Hair algae, means the production of nitrate--with ammonia at zero--means the cycle is completing. It by no means indicates "stability" or how it will respond to changes, such as adding bio load. I firmly believe, higher lifeforms are being added far too soon, in systems with incomplete cycles, and underdeveloped bacterial populations. You need to see the ammonia spike, followed by a Nitrite spike (if you feel the need to test for nitrite, and i suppose for cycling purposes you should.) Following that, nitrates will rise steadily. Autotrophic bacteria take 15 - 24 hours to reproduce, it is not likely that you would miss an ammonia spike, unless you were not paying attention. If you are reading 0 nitrates, you need to consider new or different test kits, which could possibly explain missing the spikes.

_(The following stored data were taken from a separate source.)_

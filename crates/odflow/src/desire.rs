//! Straight origin-destination lines between zone centroids.

use geo::{EuclideanLength, Geometry, Line};
use log::{info, warn};

use crate::layer::{Crs, FieldDef, FieldValue, SpatialLayer};
use crate::od_matrix::OdMatrix;
use crate::zone_index::ZoneIndex;

pub const ORIGIN_FIELD: &str = "Origin_TAZ";
pub const DESTINATION_FIELD: &str = "Dest_TAZ";
pub const FLOW_FIELD: &str = "Flow";
pub const LENGTH_FIELD: &str = "Length";

#[derive(Debug, Clone, Copy, PartialEq)]
pub struct OdPair {
    pub origin: i64,
    pub destination: i64,
    pub flow: f64,
}

/// Targets present in the matrix and the positive-flow pairs between them.
#[derive(Debug, Clone, Default, PartialEq)]
pub struct OdSelection {
    pub valid_origins: Vec<i64>,
    pub valid_destinations: Vec<i64>,
    pub pairs: Vec<OdPair>,
}

#[derive(Debug, Clone, PartialEq)]
pub struct DesireLine {
    pub origin: i64,
    pub destination: i64,
    pub flow: f64,
    pub geometry: Line<f64>,
    pub length: f64,
}

#[derive(Debug, Clone, Default, PartialEq)]
pub struct DesireLines {
    pub lines: Vec<DesireLine>,
    /// Pairs left out because a centroid was missing.
    pub invalid: usize,
}

#[derive(Debug, Clone, Copy, PartialEq)]
pub struct FlowStats {
    pub min: f64,
    pub max: f64,
    pub mean: f64,
    pub total: f64,
}

impl FlowStats {
    pub fn from_pairs(pairs: &[OdPair]) -> Option<Self> {
        let first = pairs.first()?.flow;
        let (min, max, total) = pairs.iter().fold((first, first, 0.0), |(min, max, total), p| {
            (min.min(p.flow), max.max(p.flow), total + p.flow)
        });

        Some(Self { min, max, mean: total / pairs.len() as f64, total })
    }
}

fn dedup_in_order(ids: &[i64]) -> Vec<i64> {
    let mut seen = Vec::with_capacity(ids.len());
    for &id in ids {
        if !seen.contains(&id) {
            seen.push(id);
        }
    }
    seen
}

/// Positive flows among `targets`, origin-major in the order `targets` are given.
pub fn select_pairs(od: &OdMatrix, targets: &[i64]) -> OdSelection {
    let targets = dedup_in_order(targets);
    let valid_origins: Vec<i64> = targets.iter().copied().filter(|&id| od.has_origin(id)).collect();
    let valid_destinations: Vec<i64> =
        targets.iter().copied().filter(|&id| od.has_destination(id)).collect();

    let missing: Vec<i64> = targets
        .iter()
        .copied()
        .filter(|&id| !od.has_origin(id) && !od.has_destination(id))
        .collect();
    if !missing.is_empty() {
        warn!("Target zones not in the OD matrix: {:?}", missing);
    }

    let pairs = valid_origins
        .iter()
        .flat_map(|&origin| {
            valid_destinations.iter().filter_map(move |&destination| {
                let flow = od.flow(origin, destination)?;
                // NaN fails this too.
                (flow > 0.0).then_some(OdPair { origin, destination, flow })
            })
        })
        .collect();

    OdSelection { valid_origins, valid_destinations, pairs }
}

/// Join pairs to centroids. Pairs with a zone missing from `index` are counted.
pub fn lines_for_pairs(pairs: &[OdPair], index: &ZoneIndex) -> DesireLines {
    let mut out = DesireLines::default();

    for pair in pairs {
        let (Some(start), Some(end)) = (index.get(pair.origin), index.get(pair.destination)) else {
            out.invalid += 1;
            continue;
        };

        let geometry = Line::new(start, end);
        out.lines.push(DesireLine {
            origin: pair.origin,
            destination: pair.destination,
            flow: pair.flow,
            length: geometry.euclidean_length(),
            geometry,
        });
    }

    if out.invalid > 0 {
        warn!("{} OD pairs skipped: zone has no centroid", out.invalid);
    }
    info!("Built {} desire lines", out.lines.len());

    out
}

pub fn build_lines(od: &OdMatrix, index: &ZoneIndex, targets: &[i64]) -> DesireLines {
    lines_for_pairs(&select_pairs(od, targets).pairs, index)
}

impl DesireLines {
    pub fn len(&self) -> usize {
        self.lines.len()
    }

    pub fn is_empty(&self) -> bool {
        self.lines.is_empty()
    }

    pub fn into_layer(self, crs: Option<Crs>) -> SpatialLayer {
        let mut layer = SpatialLayer::new(
            vec![
                FieldDef::integer(ORIGIN_FIELD),
                FieldDef::integer(DESTINATION_FIELD),
                FieldDef::float(FLOW_FIELD),
                FieldDef::float(LENGTH_FIELD),
            ],
            crs,
        );

        for line in self.lines {
            layer.push(
                Some(Geometry::Line(line.geometry)),
                vec![
                    FieldValue::Integer(line.origin),
                    FieldValue::Integer(line.destination),
                    FieldValue::Float(line.flow),
                    FieldValue::Float(line.length),
                ],
            );
        }

        layer
    }
}
//! SHPIO: Esri Shapefile datasets with explicit text encodings.
//!
//! A dataset is a set of sibling files sharing one base name:
//!
//!   .shp : geometry records (required)
//!   .shx : record offsets into .shp (written; not needed for reading)
//!   .dbf : dBase III attribute table, one row per record
//!   .prj : CRS as WKT text
//!   .cpg : code page label for .dbf text (e.g. "UTF-8", "GBK", "936")
//!
//! .shp layout:
//!   00  : i32 BE  file code = 9994
//!   04  : [i32;5] unused
//!   18  : i32 BE  file length in 16-bit words
//!   1C  : i32 LE  version = 1000
//!   20  : i32 LE  shape type
//!   24  : f64[8]  xmin ymin xmax ymax zmin zmax mmin mmax (LE)
//!   64  : records: i32 BE number, i32 BE content words, content (LE)
//!
//! .dbf layout:
//!   00  : u8      version (0x03)
//!   01  : [u8;3]  last update YY MM DD
//!   04  : u32     record count
//!   08  : u16     header length
//!   0A  : u16     record length (incl. deletion flag)
//!   20  : 32-byte field descriptors, then 0x0D
//!   ..  : records: flag (' ' or '*') + fixed-width fields, then 0x1A
//!
//! Text in .dbf is decoded strictly with the caller's `encoding_rs` encoding;
//! a wrong guess surfaces as `InvalidData` instead of mojibake replacement.

mod cursor;
pub mod dbf;
pub mod shp;

use std::fs;
use std::io::{self, ErrorKind};
use std::path::{Path, PathBuf};

pub use dbf::{FieldDef, FieldKind, FieldValue, Table};
pub use encoding_rs::{self, Encoding};
pub use shp::{Shape, ShapeType};

/// Every companion extension this crate reads or writes.
pub const EXTENSIONS: [&str; 5] = ["shp", "shx", "dbf", "prj", "cpg"];

/// Extensions a well-formed dataset must carry.
pub const REQUIRED_EXTENSIONS: [&str; 3] = ["shp", "shx", "dbf"];

/// A fully loaded dataset: geometry, attributes and CRS text.
#[derive(Debug, Clone, PartialEq)]
pub struct Dataset {
    pub shape_type: ShapeType,
    pub shapes: Vec<Shape>,
    pub table: Table,
    pub prj: Option<String>,
}

/// Path of the `ext` companion next to `path`. An existing upper-case
/// variant (`TAZ.DBF`) wins over a missing lower-case one.
pub fn sibling(path: &Path, ext: &str) -> PathBuf {
    let lower = path.with_extension(ext);
    if lower.exists() {
        return lower;
    }

    let upper = path.with_extension(ext.to_ascii_uppercase());
    if upper.exists() {
        upper
    } else {
        lower
    }
}

/// Look up an encoding by WHATWG label (`gbk`, `utf-8`, `latin1`, `gb2312`...).
pub fn encoding_for_label(label: &str) -> Option<&'static Encoding> {
    Encoding::for_label(label.trim().as_bytes())
}

/// Interpret the contents of a `.cpg` file, which may hold a label or a
/// Windows code page number.
pub fn encoding_for_cpg(contents: &str) -> Option<&'static Encoding> {
    let label = contents.trim();
    let mapped = match label {
        "65001" => "utf-8",
        "936" => "gbk",
        "950" => "big5",
        "932" => "shift_jis",
        "949" => "euc-kr",
        "1252" => "windows-1252",
        other => other,
    };
    encoding_for_label(mapped)
}

/// Encoding used when the caller has no preference: the `.cpg` label when
/// present and recognised, else Windows-1252.
pub fn default_encoding(path: &Path) -> &'static Encoding {
    fs::read(sibling(path, "cpg"))
        .ok()
        .and_then(|bytes| encoding_for_cpg(&String::from_utf8_lossy(&bytes)))
        .unwrap_or(encoding_rs::WINDOWS_1252)
}

/// Fast path: prefer mmap; fall back to a single read.
#[cfg(feature = "mmap")]
fn with_file_bytes<T>(path: &Path, f: impl FnOnce(&[u8]) -> io::Result<T>) -> io::Result<T> {
    let file = fs::File::open(path)?;
    let map = unsafe { memmap2::MmapOptions::new().map(&file)? };
    f(&map)
}

#[cfg(not(feature = "mmap"))]
fn with_file_bytes<T>(path: &Path, f: impl FnOnce(&[u8]) -> io::Result<T>) -> io::Result<T> {
    let bytes = fs::read(path)?;
    f(&bytes)
}

/// Read the dataset rooted at `path` (the `.shp` file). Attribute text is
/// decoded with `encoding`, or [`default_encoding`] when `None`.
///
/// A missing `.dbf` yields an empty schema with one empty row per shape.
pub fn read_dataset(path: &Path, encoding: Option<&'static Encoding>) -> io::Result<Dataset> {
    let shp_path = sibling(path, "shp");
    let (shape_type, mut shapes) = with_file_bytes(&shp_path, shp::parse_shp_bytes)?;

    let dbf_path = sibling(path, "dbf");
    let table = if dbf_path.exists() {
        let encoding = encoding.unwrap_or_else(|| default_encoding(path));
        let (fields, rows) = with_file_bytes(&dbf_path, |bytes| dbf::parse_dbf_rows(bytes, encoding))?;

        if rows.len() != shapes.len() {
            return Err(io::Error::new(
                ErrorKind::InvalidData,
                format!(
                    "attribute rows ({}) do not match geometry records ({})",
                    rows.len(),
                    shapes.len()
                ),
            ));
        }

        // Deleted rows take their geometry with them.
        let mut live = rows.iter().map(Option::is_some);
        shapes.retain(|_| live.next().unwrap_or(false));

        Table {
            fields,
            records: rows.into_iter().flatten().collect(),
        }
    } else {
        Table {
            fields: Vec::new(),
            records: vec![Vec::new(); shapes.len()],
        }
    };

    let prj_path = sibling(path, "prj");
    let prj = if prj_path.exists() {
        Some(String::from_utf8_lossy(&fs::read(prj_path)?).trim().to_owned())
    } else {
        None
    };

    Ok(Dataset { shape_type, shapes, table, prj })
}

/// Write every companion of `dataset` next to `path`, with `.dbf` text in
/// `encoding` and a `.cpg` naming it. The `.dbf` goes first so encoding
/// failures leave no geometry behind.
pub fn write_dataset(path: &Path, dataset: &Dataset, encoding: &'static Encoding) -> io::Result<()> {
    if dataset.table.records.len() != dataset.shapes.len() {
        return Err(io::Error::new(
            ErrorKind::InvalidInput,
            "attribute rows and geometry records differ in length",
        ));
    }

    dbf::write_dbf(path.with_extension("dbf"), &dataset.table, encoding)?;
    shp::write_shp(
        path.with_extension("shp"),
        path.with_extension("shx"),
        dataset.shape_type,
        &dataset.shapes,
    )?;

    let prj_path = path.with_extension("prj");
    match dataset.prj.as_deref() {
        Some(wkt) => fs::write(&prj_path, wkt)?,
        None => remove_if_present(&prj_path)?,
    }

    fs::write(path.with_extension("cpg"), encoding.name())?;

    Ok(())
}

fn remove_if_present(path: &Path) -> io::Result<()> {
    match fs::remove_file(path) {
        Err(err) if err.kind() != ErrorKind::NotFound => Err(err),
        _ => Ok(()),
    }
}

/// Delete every companion of the dataset at `path` that exists.
pub fn remove_dataset(path: &Path) -> io::Result<()> {
    for ext in EXTENSIONS {
        remove_if_present(&path.with_extension(ext))?;
    }
    Ok(())
}

/// Presence of one companion file.
#[derive(Debug, Clone, PartialEq, Eq)]
pub struct Companion {
    pub ext: &'static str,
    pub path: PathBuf,
    pub required: bool,
    /// Size in bytes, `None` when the file is absent.
    pub size: Option<u64>,
}

/// Which companion files of a dataset exist on disk.
#[derive(Debug, Clone, PartialEq, Eq)]
pub struct Companions {
    pub entries: Vec<Companion>,
}

impl Companions {
    pub fn probe(path: &Path) -> Self {
        let entries = EXTENSIONS
            .iter()
            .map(|&ext| {
                let path = sibling(path, ext);
                let size = fs::metadata(&path).ok().filter(|m| m.is_file()).map(|m| m.len());
                Companion {
                    ext,
                    path,
                    required: REQUIRED_EXTENSIONS.contains(&ext),
                    size,
                }
            })
            .collect();

        Self { entries }
    }

    pub fn has(&self, ext: &str) -> bool {
        self.entries.iter().any(|c| c.ext == ext && c.size.is_some())
    }

    pub fn missing(&self) -> impl Iterator<Item = &Companion> {
        self.entries.iter().filter(|c| c.size.is_none())
    }

    /// All required companions are present.
    pub fn is_complete(&self) -> bool {
        self.entries.iter().all(|c| !c.required || c.size.is_some())
    }
}

#[cfg(test)]
mod tests {
    use super::*;
    use encoding_rs::{GBK, UTF_8};

    fn sample() -> Dataset {
        Dataset {
            shape_type: ShapeType::Polygon,
            shapes: vec![
                Shape::Polygon(vec![vec![[0.0, 0.0], [0.0, 2.0], [2.0, 2.0], [2.0, 0.0], [0.0, 0.0]]]),
                Shape::Null,
            ],
            table: Table {
                fields: vec![FieldDef::integer("TAZ"), FieldDef::text("名称")],
                records: vec![
                    vec![FieldValue::Integer(1), FieldValue::Text("一区".into())],
                    vec![FieldValue::Integer(2), FieldValue::Text("二区".into())],
                ],
            },
            prj: Some("PROJCS[\"WGS 84 / Pseudo-Mercator\"]".into()),
        }
    }

    #[test]
    fn dataset_survives_a_write_and_read() {
        let dir = tempfile::tempdir().unwrap();
        let path = dir.path().join("TAZ.shp");
        write_dataset(&path, &sample(), GBK).unwrap();

        assert!(Companions::probe(&path).is_complete());
        assert_eq!(fs::read_to_string(path.with_extension("cpg")).unwrap(), "GBK");

        let back = read_dataset(&path, Some(GBK)).unwrap();
        assert_eq!(back.shapes, sample().shapes);
        assert_eq!(back.table.records, sample().table.records);
        assert_eq!(back.prj, sample().prj);
        assert_eq!(back.table.fields[1].width, 4);

        // Without a hint the .cpg decides.
        let by_default = read_dataset(&path, None).unwrap();
        assert_eq!(by_default.table.fields[1].name, "名称");
    }

    #[test]
    fn wrong_encoding_is_invalid_data() {
        let dir = tempfile::tempdir().unwrap();
        let path = dir.path().join("TAZ.shp");
        write_dataset(&path, &sample(), GBK).unwrap();

        let err = read_dataset(&path, Some(UTF_8)).unwrap_err();
        assert_eq!(err.kind(), ErrorKind::InvalidData);
    }

    #[test]
    fn missing_dbf_reads_geometry_only() {
        let dir = tempfile::tempdir().unwrap();
        let path = dir.path().join("TAZ.shp");
        write_dataset(&path, &sample(), UTF_8).unwrap();
        fs::remove_file(path.with_extension("dbf")).unwrap();

        let companions = Companions::probe(&path);
        assert!(!companions.is_complete());
        assert_eq!(companions.missing().map(|c| c.ext).collect::<Vec<_>>(), vec!["dbf"]);

        let ds = read_dataset(&path, None).unwrap();
        assert!(ds.table.fields.is_empty());
        assert_eq!(ds.table.records.len(), 2);
    }

    #[test]
    fn deleted_dbf_row_drops_its_shape() {
        let dir = tempfile::tempdir().unwrap();
        let path = dir.path().join("TAZ.shp");
        write_dataset(&path, &sample(), GBK).unwrap();

        let dbf_path = path.with_extension("dbf");
        let mut bytes = fs::read(&dbf_path).unwrap();
        let header_len = u16::from_le_bytes([bytes[8], bytes[9]]) as usize;
        bytes[header_len] = b'*';
        fs::write(&dbf_path, bytes).unwrap();

        let ds = read_dataset(&path, Some(GBK)).unwrap();
        assert_eq!(ds.shapes, vec![Shape::Null]);
        assert_eq!(
            ds.table.records,
            vec![vec![FieldValue::Integer(2), FieldValue::Text("二区".into())]]
        );
    }

    #[cfg(feature = "mmap")]
    #[test]
    fn mapped_reads_match_buffered_ones() {
        let dir = tempfile::tempdir().unwrap();
        let path = dir.path().join("TAZ.shp");
        write_dataset(&path, &sample(), GBK).unwrap();

        let mapped = with_file_bytes(&path, |bytes| Ok(bytes.to_vec())).unwrap();
        assert_eq!(mapped, fs::read(&path).unwrap());

        let back = read_dataset(&path, Some(GBK)).unwrap();
        assert_eq!(back.shapes, sample().shapes);
        assert_eq!(back.table.records, sample().table.records);
    }

    #[test]
    fn remove_dataset_clears_all_companions() {
        let dir = tempfile::tempdir().unwrap();
        let path = dir.path().join("out.shp");
        write_dataset(&path, &sample(), UTF_8).unwrap();

        remove_dataset(&path).unwrap();
        assert_eq!(Companions::probe(&path).missing().count(), EXTENSIONS.len());
    }

    #[test]
    fn cpg_code_pages_and_labels() {
        assert_eq!(encoding_for_cpg("936\n"), Some(GBK));
        assert_eq!(encoding_for_cpg("UTF-8"), Some(UTF_8));
        assert_eq!(encoding_for_label("gb2312"), Some(GBK));
        assert_eq!(encoding_for_label("latin1"), Some(encoding_rs::WINDOWS_1252));
        assert_eq!(encoding_for_label("no-such-codec"), None);
    }
}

With fish in the tank, (or other higher life forms,) you cannot safely spike the ammonia, (unless you consider them sacrificial) to get your bacterial populations where they need to be initially. Such a system will take a considerable amount of time to stabilize, if it does.
Water changes do affect the Nitrogen Cycle, as it lowers the concentrations of ammonia and nitrite--as well as nitrate. The ammonia and nitrite concentrations will affect the growth of the bacterial populations, by taking away the food source needed in a reproducing population.
By artificially keeping the ammonia level down (water changes--to keep your fish alive) the bacteria population will not increase, and the threat of an ammonia spike will be ever present, till the spike occurs, and takes out your tank.
Adding a cycling aid (most are heterotrophic bacteria) will, most likely, cause the ammonia spike.
I firmly believe, after reading increasing numbers of "I never got an ammonia spike" posts and comments, that fully cured--so called "live rock"--does not have enough live about it to cycle a tank; and packaged "live sand" has nothing but heterotrophic bacteria in it, that will not seed Autotrophs, to speed up the development of healthy nitrifying bacterial colonies.